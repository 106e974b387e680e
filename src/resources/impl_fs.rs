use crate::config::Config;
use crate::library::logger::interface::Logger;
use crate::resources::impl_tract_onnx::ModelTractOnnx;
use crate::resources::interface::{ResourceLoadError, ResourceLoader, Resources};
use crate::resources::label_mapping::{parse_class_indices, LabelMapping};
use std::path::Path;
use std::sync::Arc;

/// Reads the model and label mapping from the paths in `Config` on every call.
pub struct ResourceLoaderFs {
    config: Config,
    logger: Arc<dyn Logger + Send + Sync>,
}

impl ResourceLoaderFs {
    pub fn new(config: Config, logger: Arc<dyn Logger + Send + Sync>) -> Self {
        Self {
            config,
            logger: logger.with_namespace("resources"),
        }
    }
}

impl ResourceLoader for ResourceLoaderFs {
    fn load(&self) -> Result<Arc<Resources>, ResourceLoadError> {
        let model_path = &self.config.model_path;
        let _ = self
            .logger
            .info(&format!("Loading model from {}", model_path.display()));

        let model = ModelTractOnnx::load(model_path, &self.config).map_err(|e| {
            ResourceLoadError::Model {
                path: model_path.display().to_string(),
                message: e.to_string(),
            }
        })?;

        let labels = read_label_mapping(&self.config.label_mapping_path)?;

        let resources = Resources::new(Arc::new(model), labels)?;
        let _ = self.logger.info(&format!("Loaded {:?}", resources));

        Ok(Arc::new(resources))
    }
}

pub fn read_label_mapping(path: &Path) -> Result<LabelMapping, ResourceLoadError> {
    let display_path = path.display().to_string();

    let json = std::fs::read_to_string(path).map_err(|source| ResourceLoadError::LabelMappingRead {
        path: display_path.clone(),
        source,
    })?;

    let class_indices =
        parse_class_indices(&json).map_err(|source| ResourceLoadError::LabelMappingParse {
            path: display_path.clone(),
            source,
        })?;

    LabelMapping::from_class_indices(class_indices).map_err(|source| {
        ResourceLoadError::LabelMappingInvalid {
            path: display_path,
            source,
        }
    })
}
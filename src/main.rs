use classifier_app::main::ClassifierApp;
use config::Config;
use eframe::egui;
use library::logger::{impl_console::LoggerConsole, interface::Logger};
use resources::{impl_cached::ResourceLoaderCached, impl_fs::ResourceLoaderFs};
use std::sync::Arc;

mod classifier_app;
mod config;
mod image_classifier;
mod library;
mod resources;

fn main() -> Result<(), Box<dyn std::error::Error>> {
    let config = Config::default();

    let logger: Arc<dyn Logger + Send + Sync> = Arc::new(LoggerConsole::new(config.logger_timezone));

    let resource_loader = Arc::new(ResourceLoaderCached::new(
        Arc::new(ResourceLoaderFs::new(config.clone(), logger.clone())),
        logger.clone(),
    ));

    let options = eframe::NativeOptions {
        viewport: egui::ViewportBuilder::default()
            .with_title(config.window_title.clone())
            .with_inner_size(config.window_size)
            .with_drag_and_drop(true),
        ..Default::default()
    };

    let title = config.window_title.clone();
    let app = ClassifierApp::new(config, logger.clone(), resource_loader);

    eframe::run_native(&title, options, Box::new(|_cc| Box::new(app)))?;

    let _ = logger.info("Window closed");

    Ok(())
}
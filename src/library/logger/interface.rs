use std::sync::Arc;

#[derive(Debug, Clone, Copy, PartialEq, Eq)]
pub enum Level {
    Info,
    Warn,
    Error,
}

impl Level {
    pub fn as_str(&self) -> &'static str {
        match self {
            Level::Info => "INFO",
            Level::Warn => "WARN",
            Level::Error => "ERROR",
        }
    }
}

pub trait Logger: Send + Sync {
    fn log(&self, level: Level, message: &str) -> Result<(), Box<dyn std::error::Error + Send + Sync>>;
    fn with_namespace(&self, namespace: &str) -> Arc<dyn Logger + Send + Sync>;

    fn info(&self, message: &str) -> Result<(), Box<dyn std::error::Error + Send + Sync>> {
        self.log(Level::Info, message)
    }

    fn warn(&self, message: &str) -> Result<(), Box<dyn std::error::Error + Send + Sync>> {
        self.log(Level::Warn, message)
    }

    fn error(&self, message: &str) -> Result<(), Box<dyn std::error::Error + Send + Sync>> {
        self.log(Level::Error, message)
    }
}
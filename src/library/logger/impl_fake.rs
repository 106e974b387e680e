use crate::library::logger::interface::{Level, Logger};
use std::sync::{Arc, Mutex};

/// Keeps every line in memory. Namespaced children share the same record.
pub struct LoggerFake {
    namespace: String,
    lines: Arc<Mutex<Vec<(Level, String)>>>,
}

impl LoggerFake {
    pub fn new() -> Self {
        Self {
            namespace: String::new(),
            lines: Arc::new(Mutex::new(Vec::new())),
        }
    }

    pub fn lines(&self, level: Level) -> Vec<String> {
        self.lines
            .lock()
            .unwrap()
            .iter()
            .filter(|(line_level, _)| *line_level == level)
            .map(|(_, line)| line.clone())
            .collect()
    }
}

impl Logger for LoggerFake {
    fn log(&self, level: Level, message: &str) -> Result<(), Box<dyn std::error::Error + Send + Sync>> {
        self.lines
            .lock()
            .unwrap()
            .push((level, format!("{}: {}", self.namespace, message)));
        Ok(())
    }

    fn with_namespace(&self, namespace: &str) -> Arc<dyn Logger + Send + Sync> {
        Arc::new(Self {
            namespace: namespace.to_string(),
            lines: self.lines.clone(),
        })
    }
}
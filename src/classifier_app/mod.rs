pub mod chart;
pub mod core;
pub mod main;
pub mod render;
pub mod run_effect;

WORK REQUEST =>
Check every line above for the string "default" and copy those that have it.

REPLY TO THE EXERCISE =>
    let config = Config::default();
        viewport: egui::ViewportBuilder::default()
        ..Default::default()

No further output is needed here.